Stored data entries
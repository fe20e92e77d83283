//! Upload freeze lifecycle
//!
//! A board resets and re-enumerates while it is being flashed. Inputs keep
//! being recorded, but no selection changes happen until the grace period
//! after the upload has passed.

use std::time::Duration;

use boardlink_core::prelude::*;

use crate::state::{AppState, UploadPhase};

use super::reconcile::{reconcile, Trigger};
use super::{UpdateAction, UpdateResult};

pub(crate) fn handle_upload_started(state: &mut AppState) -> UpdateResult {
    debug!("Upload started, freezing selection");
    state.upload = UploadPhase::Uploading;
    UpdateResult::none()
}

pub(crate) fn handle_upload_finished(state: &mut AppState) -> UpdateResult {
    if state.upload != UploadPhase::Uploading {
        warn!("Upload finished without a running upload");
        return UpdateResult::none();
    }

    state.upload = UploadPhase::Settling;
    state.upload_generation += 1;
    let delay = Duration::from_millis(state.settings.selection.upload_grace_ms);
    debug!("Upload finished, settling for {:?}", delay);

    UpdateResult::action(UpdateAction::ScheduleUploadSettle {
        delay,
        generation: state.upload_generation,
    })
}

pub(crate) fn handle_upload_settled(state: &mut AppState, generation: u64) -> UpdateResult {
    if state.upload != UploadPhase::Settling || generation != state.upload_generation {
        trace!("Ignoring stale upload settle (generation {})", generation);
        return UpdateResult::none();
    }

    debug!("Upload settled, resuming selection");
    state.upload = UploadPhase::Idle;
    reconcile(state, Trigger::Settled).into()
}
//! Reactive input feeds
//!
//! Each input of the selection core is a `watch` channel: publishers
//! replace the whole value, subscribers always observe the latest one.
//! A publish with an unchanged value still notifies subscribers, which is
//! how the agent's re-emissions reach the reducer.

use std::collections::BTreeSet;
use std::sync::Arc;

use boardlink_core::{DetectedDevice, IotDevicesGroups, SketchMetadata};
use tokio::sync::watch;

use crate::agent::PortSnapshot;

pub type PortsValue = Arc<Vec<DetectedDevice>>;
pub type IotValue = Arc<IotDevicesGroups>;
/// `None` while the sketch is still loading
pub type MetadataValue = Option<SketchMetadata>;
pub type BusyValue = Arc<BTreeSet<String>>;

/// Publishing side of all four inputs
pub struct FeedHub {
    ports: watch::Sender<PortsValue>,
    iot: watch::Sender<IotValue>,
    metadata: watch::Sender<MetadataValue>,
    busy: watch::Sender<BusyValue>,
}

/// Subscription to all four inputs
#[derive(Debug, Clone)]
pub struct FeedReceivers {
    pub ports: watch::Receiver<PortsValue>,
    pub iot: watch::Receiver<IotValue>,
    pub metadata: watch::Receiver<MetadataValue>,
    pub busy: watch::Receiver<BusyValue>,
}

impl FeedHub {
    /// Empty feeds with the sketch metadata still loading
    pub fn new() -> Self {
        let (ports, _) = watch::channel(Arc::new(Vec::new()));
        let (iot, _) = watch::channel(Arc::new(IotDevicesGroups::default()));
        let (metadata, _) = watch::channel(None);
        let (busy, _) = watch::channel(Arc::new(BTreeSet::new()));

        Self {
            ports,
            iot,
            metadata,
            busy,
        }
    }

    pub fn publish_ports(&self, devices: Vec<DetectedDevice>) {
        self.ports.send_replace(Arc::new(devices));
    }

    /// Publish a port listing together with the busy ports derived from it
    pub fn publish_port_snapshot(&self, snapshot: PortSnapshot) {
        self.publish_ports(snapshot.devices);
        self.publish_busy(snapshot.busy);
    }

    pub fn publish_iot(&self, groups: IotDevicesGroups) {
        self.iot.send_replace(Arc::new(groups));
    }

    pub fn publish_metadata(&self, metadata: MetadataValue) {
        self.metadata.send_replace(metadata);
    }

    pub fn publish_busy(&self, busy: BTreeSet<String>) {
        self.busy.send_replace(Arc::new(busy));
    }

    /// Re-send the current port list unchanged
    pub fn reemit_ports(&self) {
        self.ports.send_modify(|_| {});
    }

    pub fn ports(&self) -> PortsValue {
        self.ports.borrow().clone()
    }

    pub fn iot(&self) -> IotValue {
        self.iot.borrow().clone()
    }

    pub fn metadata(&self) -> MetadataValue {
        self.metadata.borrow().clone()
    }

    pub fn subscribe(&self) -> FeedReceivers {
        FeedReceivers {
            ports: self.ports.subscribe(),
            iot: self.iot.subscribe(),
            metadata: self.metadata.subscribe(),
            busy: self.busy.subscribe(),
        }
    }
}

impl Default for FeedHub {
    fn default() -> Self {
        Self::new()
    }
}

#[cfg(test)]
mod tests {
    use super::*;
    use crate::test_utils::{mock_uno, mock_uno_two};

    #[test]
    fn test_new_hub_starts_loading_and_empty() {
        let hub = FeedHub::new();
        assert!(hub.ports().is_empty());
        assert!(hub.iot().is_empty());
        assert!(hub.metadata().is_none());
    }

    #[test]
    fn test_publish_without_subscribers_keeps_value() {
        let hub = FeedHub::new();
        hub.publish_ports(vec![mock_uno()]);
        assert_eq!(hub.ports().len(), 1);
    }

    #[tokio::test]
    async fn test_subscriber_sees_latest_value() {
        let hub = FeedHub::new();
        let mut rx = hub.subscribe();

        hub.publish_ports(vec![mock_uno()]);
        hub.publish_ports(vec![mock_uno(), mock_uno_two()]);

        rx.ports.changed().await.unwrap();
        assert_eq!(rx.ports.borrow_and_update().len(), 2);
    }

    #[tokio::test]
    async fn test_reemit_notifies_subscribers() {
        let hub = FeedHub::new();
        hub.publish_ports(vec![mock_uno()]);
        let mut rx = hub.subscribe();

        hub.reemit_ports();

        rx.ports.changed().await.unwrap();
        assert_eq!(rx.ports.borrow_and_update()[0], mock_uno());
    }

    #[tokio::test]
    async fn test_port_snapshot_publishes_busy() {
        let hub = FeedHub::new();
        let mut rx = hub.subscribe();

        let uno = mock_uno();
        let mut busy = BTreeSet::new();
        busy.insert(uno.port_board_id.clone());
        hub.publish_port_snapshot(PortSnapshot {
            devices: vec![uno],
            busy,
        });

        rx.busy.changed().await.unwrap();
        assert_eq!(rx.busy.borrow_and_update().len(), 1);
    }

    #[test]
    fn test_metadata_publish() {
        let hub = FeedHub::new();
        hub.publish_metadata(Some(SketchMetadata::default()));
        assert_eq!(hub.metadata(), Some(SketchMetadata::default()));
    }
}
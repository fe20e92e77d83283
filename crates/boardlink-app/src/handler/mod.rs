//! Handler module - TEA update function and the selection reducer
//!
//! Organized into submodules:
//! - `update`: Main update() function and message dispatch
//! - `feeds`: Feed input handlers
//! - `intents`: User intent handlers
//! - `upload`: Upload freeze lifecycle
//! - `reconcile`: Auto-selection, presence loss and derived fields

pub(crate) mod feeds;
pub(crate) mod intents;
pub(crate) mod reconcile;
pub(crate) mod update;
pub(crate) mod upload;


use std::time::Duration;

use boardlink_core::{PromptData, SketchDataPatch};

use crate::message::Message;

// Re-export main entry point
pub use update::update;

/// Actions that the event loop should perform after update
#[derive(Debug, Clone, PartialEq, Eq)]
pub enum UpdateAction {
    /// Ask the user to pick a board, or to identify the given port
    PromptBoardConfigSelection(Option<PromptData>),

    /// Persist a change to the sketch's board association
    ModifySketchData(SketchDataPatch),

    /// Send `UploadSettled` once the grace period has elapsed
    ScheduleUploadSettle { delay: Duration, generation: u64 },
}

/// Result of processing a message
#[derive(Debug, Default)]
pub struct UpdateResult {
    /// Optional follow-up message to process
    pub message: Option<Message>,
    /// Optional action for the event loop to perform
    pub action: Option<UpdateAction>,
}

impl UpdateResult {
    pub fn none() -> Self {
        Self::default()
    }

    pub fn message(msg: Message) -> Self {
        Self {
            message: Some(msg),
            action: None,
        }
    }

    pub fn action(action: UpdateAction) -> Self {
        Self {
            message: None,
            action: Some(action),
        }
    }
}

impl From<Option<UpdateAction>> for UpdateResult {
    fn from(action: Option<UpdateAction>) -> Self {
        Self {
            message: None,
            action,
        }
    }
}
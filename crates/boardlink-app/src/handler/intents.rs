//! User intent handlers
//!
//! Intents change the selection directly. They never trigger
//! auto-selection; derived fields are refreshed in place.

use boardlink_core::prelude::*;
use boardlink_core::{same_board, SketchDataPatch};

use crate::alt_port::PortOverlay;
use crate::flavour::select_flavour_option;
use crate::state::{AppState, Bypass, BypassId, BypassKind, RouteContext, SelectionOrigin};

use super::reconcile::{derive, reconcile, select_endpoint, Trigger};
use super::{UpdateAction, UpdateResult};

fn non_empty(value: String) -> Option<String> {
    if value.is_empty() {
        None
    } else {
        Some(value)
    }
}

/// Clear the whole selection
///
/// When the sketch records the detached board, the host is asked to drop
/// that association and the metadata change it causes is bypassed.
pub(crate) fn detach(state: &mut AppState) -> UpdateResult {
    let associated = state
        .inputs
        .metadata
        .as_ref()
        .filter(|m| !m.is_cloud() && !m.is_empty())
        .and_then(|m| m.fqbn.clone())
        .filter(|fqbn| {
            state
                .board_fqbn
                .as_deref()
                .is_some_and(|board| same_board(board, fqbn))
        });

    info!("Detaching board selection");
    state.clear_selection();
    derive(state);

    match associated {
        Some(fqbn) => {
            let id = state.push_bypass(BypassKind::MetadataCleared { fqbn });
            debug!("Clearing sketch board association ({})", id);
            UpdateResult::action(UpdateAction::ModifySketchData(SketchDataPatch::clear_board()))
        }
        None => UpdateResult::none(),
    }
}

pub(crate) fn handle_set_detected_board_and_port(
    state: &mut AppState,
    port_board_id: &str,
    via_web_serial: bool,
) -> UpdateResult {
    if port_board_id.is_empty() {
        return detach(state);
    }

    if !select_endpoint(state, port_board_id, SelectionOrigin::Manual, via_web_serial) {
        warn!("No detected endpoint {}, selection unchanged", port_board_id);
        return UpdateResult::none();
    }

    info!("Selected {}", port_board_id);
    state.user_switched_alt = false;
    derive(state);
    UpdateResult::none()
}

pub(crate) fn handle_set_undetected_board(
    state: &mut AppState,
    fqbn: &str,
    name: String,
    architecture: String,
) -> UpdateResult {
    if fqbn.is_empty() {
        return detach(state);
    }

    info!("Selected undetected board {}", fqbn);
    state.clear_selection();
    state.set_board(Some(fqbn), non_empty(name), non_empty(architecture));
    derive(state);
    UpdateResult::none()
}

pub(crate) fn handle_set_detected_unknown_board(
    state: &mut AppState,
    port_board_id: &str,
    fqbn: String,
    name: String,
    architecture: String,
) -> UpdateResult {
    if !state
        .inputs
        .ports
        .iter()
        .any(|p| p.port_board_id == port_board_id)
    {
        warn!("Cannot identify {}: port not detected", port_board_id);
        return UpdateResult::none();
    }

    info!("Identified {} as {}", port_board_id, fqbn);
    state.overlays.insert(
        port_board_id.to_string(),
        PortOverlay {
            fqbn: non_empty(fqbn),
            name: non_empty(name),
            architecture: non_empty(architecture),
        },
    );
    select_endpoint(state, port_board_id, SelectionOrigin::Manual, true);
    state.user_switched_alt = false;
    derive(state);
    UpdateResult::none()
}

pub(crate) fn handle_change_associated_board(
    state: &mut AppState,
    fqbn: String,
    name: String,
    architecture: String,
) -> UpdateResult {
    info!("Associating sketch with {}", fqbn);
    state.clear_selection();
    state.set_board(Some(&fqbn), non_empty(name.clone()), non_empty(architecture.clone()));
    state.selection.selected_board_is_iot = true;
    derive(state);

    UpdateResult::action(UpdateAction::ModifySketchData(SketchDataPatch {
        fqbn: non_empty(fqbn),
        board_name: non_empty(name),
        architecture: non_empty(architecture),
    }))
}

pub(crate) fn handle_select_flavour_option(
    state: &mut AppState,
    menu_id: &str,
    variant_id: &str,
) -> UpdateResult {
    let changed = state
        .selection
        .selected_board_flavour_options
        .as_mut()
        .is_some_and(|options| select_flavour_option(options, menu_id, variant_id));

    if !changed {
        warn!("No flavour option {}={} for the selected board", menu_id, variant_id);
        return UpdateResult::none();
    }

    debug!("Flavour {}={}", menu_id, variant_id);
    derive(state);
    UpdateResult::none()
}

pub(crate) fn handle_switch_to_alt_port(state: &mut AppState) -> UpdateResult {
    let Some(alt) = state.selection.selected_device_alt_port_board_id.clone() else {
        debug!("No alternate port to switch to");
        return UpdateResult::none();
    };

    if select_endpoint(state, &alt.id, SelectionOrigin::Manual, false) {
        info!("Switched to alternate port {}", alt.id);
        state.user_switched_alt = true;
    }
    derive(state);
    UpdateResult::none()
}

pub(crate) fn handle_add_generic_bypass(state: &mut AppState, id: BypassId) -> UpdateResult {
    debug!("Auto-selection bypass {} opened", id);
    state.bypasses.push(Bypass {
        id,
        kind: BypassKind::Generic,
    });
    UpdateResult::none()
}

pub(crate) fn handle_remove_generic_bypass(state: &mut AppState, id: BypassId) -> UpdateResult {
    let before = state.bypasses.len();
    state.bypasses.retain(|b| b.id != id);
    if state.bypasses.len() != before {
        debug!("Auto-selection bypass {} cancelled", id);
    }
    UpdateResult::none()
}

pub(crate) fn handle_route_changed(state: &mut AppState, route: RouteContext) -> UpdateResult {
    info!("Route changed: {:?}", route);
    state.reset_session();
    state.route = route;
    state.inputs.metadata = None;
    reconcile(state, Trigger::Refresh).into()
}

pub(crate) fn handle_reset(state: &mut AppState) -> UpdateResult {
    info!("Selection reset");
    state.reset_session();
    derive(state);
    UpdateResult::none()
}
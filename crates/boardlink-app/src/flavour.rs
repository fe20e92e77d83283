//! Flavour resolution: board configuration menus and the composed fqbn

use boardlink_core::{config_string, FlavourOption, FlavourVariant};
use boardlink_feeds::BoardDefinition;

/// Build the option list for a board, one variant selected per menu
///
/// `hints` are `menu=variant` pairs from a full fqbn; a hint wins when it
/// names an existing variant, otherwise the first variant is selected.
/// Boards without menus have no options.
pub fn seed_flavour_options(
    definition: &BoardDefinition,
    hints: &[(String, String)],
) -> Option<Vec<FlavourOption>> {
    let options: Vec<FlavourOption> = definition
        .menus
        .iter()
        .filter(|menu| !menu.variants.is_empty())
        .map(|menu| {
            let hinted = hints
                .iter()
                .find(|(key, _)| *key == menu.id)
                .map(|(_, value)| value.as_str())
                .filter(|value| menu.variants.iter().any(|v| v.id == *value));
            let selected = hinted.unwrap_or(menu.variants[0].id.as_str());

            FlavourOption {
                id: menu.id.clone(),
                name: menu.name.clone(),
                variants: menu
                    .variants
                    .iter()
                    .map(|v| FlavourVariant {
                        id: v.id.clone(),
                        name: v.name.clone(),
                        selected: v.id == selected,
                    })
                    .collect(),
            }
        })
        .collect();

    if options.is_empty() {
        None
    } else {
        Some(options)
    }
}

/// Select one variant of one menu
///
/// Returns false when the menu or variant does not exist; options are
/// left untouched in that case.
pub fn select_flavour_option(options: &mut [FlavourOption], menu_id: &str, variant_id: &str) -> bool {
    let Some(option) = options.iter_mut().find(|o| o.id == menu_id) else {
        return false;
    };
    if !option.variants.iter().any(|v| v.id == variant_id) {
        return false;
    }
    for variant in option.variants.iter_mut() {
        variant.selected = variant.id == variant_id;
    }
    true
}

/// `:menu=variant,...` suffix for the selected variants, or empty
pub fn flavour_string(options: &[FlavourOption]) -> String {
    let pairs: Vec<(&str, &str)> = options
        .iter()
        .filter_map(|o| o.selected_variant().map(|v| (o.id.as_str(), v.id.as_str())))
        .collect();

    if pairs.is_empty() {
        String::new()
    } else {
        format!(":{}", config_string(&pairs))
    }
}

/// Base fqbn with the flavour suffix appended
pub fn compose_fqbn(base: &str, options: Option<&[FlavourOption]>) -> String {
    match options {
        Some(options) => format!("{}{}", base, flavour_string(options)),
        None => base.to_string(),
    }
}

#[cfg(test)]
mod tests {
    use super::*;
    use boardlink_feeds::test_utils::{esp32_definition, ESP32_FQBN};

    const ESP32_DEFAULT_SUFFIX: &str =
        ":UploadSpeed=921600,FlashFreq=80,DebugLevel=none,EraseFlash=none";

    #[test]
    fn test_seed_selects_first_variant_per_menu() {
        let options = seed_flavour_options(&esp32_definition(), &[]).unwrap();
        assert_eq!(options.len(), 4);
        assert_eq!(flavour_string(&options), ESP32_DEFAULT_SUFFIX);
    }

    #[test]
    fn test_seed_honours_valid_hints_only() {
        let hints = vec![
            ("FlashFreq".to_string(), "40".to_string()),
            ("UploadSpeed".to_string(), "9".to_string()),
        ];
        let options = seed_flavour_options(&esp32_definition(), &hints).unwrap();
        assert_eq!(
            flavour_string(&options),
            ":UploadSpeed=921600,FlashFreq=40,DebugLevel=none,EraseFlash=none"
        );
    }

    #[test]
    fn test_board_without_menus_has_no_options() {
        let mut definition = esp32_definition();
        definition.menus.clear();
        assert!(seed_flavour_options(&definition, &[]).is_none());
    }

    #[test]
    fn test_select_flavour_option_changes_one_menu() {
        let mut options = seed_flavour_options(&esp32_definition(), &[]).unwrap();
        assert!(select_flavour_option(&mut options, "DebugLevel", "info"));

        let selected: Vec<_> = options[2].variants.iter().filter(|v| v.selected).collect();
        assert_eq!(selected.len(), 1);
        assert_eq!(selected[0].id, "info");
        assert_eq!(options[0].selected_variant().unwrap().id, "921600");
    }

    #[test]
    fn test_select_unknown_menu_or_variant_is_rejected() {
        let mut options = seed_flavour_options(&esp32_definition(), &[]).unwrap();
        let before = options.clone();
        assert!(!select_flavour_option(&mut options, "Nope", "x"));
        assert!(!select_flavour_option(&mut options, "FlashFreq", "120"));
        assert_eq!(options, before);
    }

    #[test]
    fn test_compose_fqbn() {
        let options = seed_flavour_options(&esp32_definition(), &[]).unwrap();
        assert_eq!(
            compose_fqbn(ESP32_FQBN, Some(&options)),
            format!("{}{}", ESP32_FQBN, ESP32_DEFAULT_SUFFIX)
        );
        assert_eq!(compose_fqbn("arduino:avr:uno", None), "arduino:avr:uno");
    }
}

» Aim of the exercise: Retype exactly, and only, the lines above from the one where "Reactive input feeds" occurs up to and including the one where "use std::sync::Arc;" occurs.

» Answer below:
//! Reactive input feeds
//!
//! Each input of the selection core is a `watch` channel: publishers
//! replace the whole value, subscribers always observe the latest one.
//! A publish with an unchanged value still notifies subscribers, which is
//! how the agent's re-emissions reach the reducer.

use std::collections::BTreeSet;
use std::sync::Arc;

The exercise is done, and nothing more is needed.